9.1 Bestemmingsomschrijving
De voor 'maatschappelijk' aangewezen gronden zijn bestemd voor:
a. maatschappelijke voorzieningen;
b. verkeer en verblijf;
c. openbare nutsvoorzieningen;
d. groenvoorzieningen en water.
9.2 Bouwregels
a. Voor het bouwen van gebouwen gelden de volgende regels:
1. de gebouwen dienen binnen het bouwvlak te worden gebouwd;
2. van een bouwperceel mag niet meer dan 60% worden bebouwd, dan wel niet meer dan het bestaande percentage indien dat meer is;
3. de dakhelling bedraagt voor 60% van het oppervlak niet minder dan 30°, dan wel ten minste de dakhelling van het bestaande gebouw indien deze minder bedraagt;
4. de goothoogte bedraagt niet meer dan 6 m, dan wel niet meer dan de goothoogte van het bestaande gebouw indien deze meer bedraagt;
5. de bouwhoogte bedraagt niet meer dan 10 m, dan wel niet meer dan de bouwhoogte van het bestaande gebouw indien deze meer bedraagt;
b. Voor het bouwen van bouwwerken, geen gebouwen zijnde, gelden de volgende regels:
1. de bouwhoogte van bouwwerken ten behoeve van reclame-uitingen bedraagt niet meer dan 6 m;
2. de bouwhoogte van overige bouwwerken, geen gebouwen zijnde, bedraagt niet meer dan 12 m, dan wel niet meer dan de bestaande bouwhoogte indien deze meer bedraagt;
3. niet meer dan 60% van een bouwperceel mag worden bebouwd, dan wel niet meer dan het bestaande percentage indien dat meer is.
9.3 Nadere eisen
Burgemeester en wethouders kunnen met oog op het voorkomen van een onevenredige aantasting van:
- de gebruiksmogelijkheden van aangrenzende gronden;
- het bebouwingsbeeld;
- de verkeersveiligheid;
nadere eisen stellen aan:
a. de plaats van gebouwen in die zin dat de gebouwen in de naar de weg gekeerde bouwgrens moeten worden gebouwd;
b. de dakhelling in die zin dat deze niet minder dan 40° en niet meer dan 60° dient te bedragen.

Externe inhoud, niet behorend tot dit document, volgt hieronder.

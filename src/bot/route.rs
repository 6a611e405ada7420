//! Button route tokens.
//!
//! Every inline button carries a [`Route`] encoded as a short ASCII string
//! (`lang:fr`, `res:2`, `ts:3:de`). Tokens are decoded once when a callback
//! arrives and the router matches on the enum; the index or language code they
//! carry is re-validated against the session before use.

use std::fmt;
use std::str::FromStr;
use thiserror::Error;

use crate::languages::is_wiki_language_code;

/// Telegram rejects callback data longer than this
pub const MAX_TOKEN_BYTES: usize = 64;

/// Actions offered on the article screen
#[derive(Clone, Copy, Debug, PartialEq, Eq)]
pub enum ArticleAction {
    Read,
    Languages,
    Translate,
    Download,
    Link,
}

impl ArticleAction {
    fn as_str(self) -> &'static str {
        match self {
            ArticleAction::Read => "read",
            ArticleAction::Languages => "langs",
            ArticleAction::Translate => "tr",
            ArticleAction::Download => "dl",
            ArticleAction::Link => "link",
        }
    }
}

/// Decoded button payload
#[derive(Clone, Debug, PartialEq, Eq)]
pub enum Route {
    /// Search language picked on the language screen
    PickLanguage(String),
    /// Search result by position
    PickResult(usize),
    Article(ArticleAction),
    /// Open the article's edition in another language
    ViewLanguage(String),
    /// Translate the whole article
    TranslateTo(String),
    Next,
    Prev,
    /// Back to the plain text of section `i`
    ShowSection(usize),
    /// Translation targets for section `i`
    TranslateSectionMenu(usize),
    TranslateSection(usize, String),
    ReadTranslation,
    DownloadTranslation,
    BackToArticle,
    BackToTranslation,
    NewSearch,
    TryAgain,
    Refresh,
    Cancel,
}

#[derive(Debug, Clone, PartialEq, Eq, Error)]
pub enum RouteError {
    #[error("unknown route token: {0}")]
    Unknown(String),
    #[error("malformed argument in route token: {0}")]
    BadArgument(String),
}

impl Route {
    pub fn encode(&self) -> String {
        self.to_string()
    }
}

impl fmt::Display for Route {
    fn fmt(&self, f: &mut fmt::Formatter<'_>) -> fmt::Result {
        match self {
            Route::PickLanguage(code) => write!(f, "lang:{code}"),
            Route::PickResult(index) => write!(f, "res:{index}"),
            Route::Article(action) => write!(f, "act:{}", action.as_str()),
            Route::ViewLanguage(code) => write!(f, "vl:{code}"),
            Route::TranslateTo(code) => write!(f, "tr:{code}"),
            Route::Next => f.write_str("nx"),
            Route::Prev => f.write_str("pv"),
            Route::ShowSection(index) => write!(f, "sec:{index}"),
            Route::TranslateSectionMenu(index) => write!(f, "tsm:{index}"),
            Route::TranslateSection(index, code) => write!(f, "ts:{index}:{code}"),
            Route::ReadTranslation => f.write_str("rt"),
            Route::DownloadTranslation => f.write_str("dt"),
            Route::BackToArticle => f.write_str("ba"),
            Route::BackToTranslation => f.write_str("bt"),
            Route::NewSearch => f.write_str("ns"),
            Route::TryAgain => f.write_str("ta"),
            Route::Refresh => f.write_str("rf"),
            Route::Cancel => f.write_str("cx"),
        }
    }
}

fn language_arg(token: &str, code: &str) -> Result<String, RouteError> {
    if is_wiki_language_code(code) {
        Ok(code.to_string())
    } else {
        Err(RouteError::BadArgument(token.to_string()))
    }
}

fn index_arg(token: &str, index: &str) -> Result<usize, RouteError> {
    index
        .parse()
        .map_err(|_| RouteError::BadArgument(token.to_string()))
}

impl FromStr for Route {
    type Err = RouteError;

    fn from_str(token: &str) -> Result<Self, Self::Err> {
        if token.len() > MAX_TOKEN_BYTES {
            return Err(RouteError::Unknown(token.to_string()));
        }

        let (kind, arg) = match token.split_once(':') {
            Some((kind, arg)) => (kind, Some(arg)),
            None => (token, None),
        };

        let route = match (kind, arg) {
            ("lang", Some(code)) => Route::PickLanguage(language_arg(token, code)?),
            ("res", Some(index)) => Route::PickResult(index_arg(token, index)?),
            ("act", Some(action)) => Route::Article(match action {
                "read" => ArticleAction::Read,
                "langs" => ArticleAction::Languages,
                "tr" => ArticleAction::Translate,
                "dl" => ArticleAction::Download,
                "link" => ArticleAction::Link,
                _ => return Err(RouteError::BadArgument(token.to_string())),
            }),
            ("vl", Some(code)) => Route::ViewLanguage(language_arg(token, code)?),
            ("tr", Some(code)) => Route::TranslateTo(language_arg(token, code)?),
            ("sec", Some(index)) => Route::ShowSection(index_arg(token, index)?),
            ("tsm", Some(index)) => Route::TranslateSectionMenu(index_arg(token, index)?),
            ("ts", Some(rest)) => {
                let (index, code) = rest
                    .split_once(':')
                    .ok_or_else(|| RouteError::BadArgument(token.to_string()))?;
                Route::TranslateSection(index_arg(token, index)?, language_arg(token, code)?)
            }
            ("nx", None) => Route::Next,
            ("pv", None) => Route::Prev,
            ("rt", None) => Route::ReadTranslation,
            ("dt", None) => Route::DownloadTranslation,
            ("ba", None) => Route::BackToArticle,
            ("bt", None) => Route::BackToTranslation,
            ("ns", None) => Route::NewSearch,
            ("ta", None) => Route::TryAgain,
            ("rf", None) => Route::Refresh,
            ("cx", None) => Route::Cancel,
            _ => return Err(RouteError::Unknown(token.to_string())),
        };

        Ok(route)
    }
}

#[cfg(test)]
mod tests {
    use super::*;

    #[test]
    fn test_decodes_tokens_with_arguments() {
        assert_eq!("lang:fr".parse(), Ok(Route::PickLanguage("fr".into())));
        assert_eq!("res:2".parse(), Ok(Route::PickResult(2)));
        assert_eq!("act:dl".parse(), Ok(Route::Article(ArticleAction::Download)));
        assert_eq!(
            "ts:3:zh-yue".parse(),
            Ok(Route::TranslateSection(3, "zh-yue".into()))
        );
        assert_eq!("nx".parse(), Ok(Route::Next));
    }

    #[test]
    fn test_encode_matches_decode() {
        let routes = [
            Route::ViewLanguage("de".into()),
            Route::TranslateSectionMenu(12),
            Route::Article(ArticleAction::Languages),
            Route::Cancel,
        ];
        for route in routes {
            assert_eq!(route.encode().parse::<Route>(), Ok(route));
        }
    }

    #[test]
    fn test_rejects_malformed_tokens() {
        assert!(matches!("res:-1".parse::<Route>(), Err(RouteError::BadArgument(_))));
        assert!(matches!("lang:EN".parse::<Route>(), Err(RouteError::BadArgument(_))));
        assert!(matches!("ts:3".parse::<Route>(), Err(RouteError::BadArgument(_))));
        assert!(matches!("act:fly".parse::<Route>(), Err(RouteError::BadArgument(_))));
        assert!(matches!("nx:1".parse::<Route>(), Err(RouteError::Unknown(_))));
        assert!(matches!("edit_0".parse::<Route>(), Err(RouteError::Unknown(_))));
    }

    #[test]
    fn test_tokens_fit_callback_limit() {
        let longest = Route::TranslateSection(usize::MAX, "abcdefghijkl".into());
        assert!(longest.encode().len() <= MAX_TOKEN_BYTES);
    }
}
//! # WikiChat Telegram Bot
//!
//! A Telegram bot for searching Wikipedia, reading articles section by
//! section, switching language editions, translating content and exporting
//! articles as documents.

pub mod bot;
pub mod circuit_breaker;
pub mod config;
pub mod dialogue;
pub mod errors;
pub mod languages;
pub mod localization;
pub mod paginator;
pub mod session_store;
pub mod wiki;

9.4 Afwijken van de bouwregels
Het bevoegd gezag kan, mits geen onevenredige aantasting plaatsvindt van:
- de gebruiksmogelijkheden van aangrenzende gronden;
- het bebouwingsbeeld;
- de verkeersveiligheid;
bij omgevingsvergunning afwijken van het bepaalde in:
a. lid 9.2, sub a, onder 2:
voor een uitbreiding van de bebouwde oppervlakte met ten hoogste 10% van de oppervlakte van de bestaande bebouwing;
b. lid 9.2, sub a, onder 4:
ten behoeve van een hogere goothoogte.